ACTIVITY » For the material that follows, tally the lines holding "JsonParse" and give the total alone.

DATA FOR ANALYSIS »

########

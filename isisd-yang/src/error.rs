//
// Copyright (c) The Holo Core Contributors
//
// SPDX-License-Identifier: MIT
//

// Errors raised while building configuration data trees.
#[derive(Debug)]
pub enum Error {
    JsonParse(serde_json::Error),
    UnknownNode(String),
    UnexpectedJsonType(String),
    InvalidValue(String, String),
    MissingListKey(String, &'static str),
    MissingMandatory(String),
    DuplicateEntry(String),
}

// ===== impl Error =====

impl std::fmt::Display for Error {
    fn fmt(&self, f: &mut std::fmt::Formatter<'_>) -> std::fmt::Result {
        match self {
            Error::JsonParse(..) => {
                write!(f, "failed to parse JSON data")
            }
            Error::UnknownNode(path) => {
                write!(f, "unknown schema node: {path}")
            }
            Error::UnexpectedJsonType(path) => {
                write!(f, "unexpected JSON value type for node: {path}")
            }
            Error::InvalidValue(path, value) => {
                write!(f, "invalid value \"{value}\" for node: {path}")
            }
            Error::MissingListKey(path, key) => {
                write!(f, "missing list key \"{key}\" for node: {path}")
            }
            Error::MissingMandatory(path) => {
                write!(f, "missing mandatory node: {path}")
            }
            Error::DuplicateEntry(path) => {
                write!(f, "duplicate data node: {path}")
            }
        }
    }
}

impl std::error::Error for Error {
    fn source(&self) -> Option<&(dyn std::error::Error + 'static)> {
        match self {
            Error::JsonParse(error) => Some(error),
            _ => None,
        }
    }
}

impl From<serde_json::Error> for Error {
    fn from(error: serde_json::Error) -> Error {
        Error::JsonParse(error)
    }
}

########

FINAL ANSWER » 4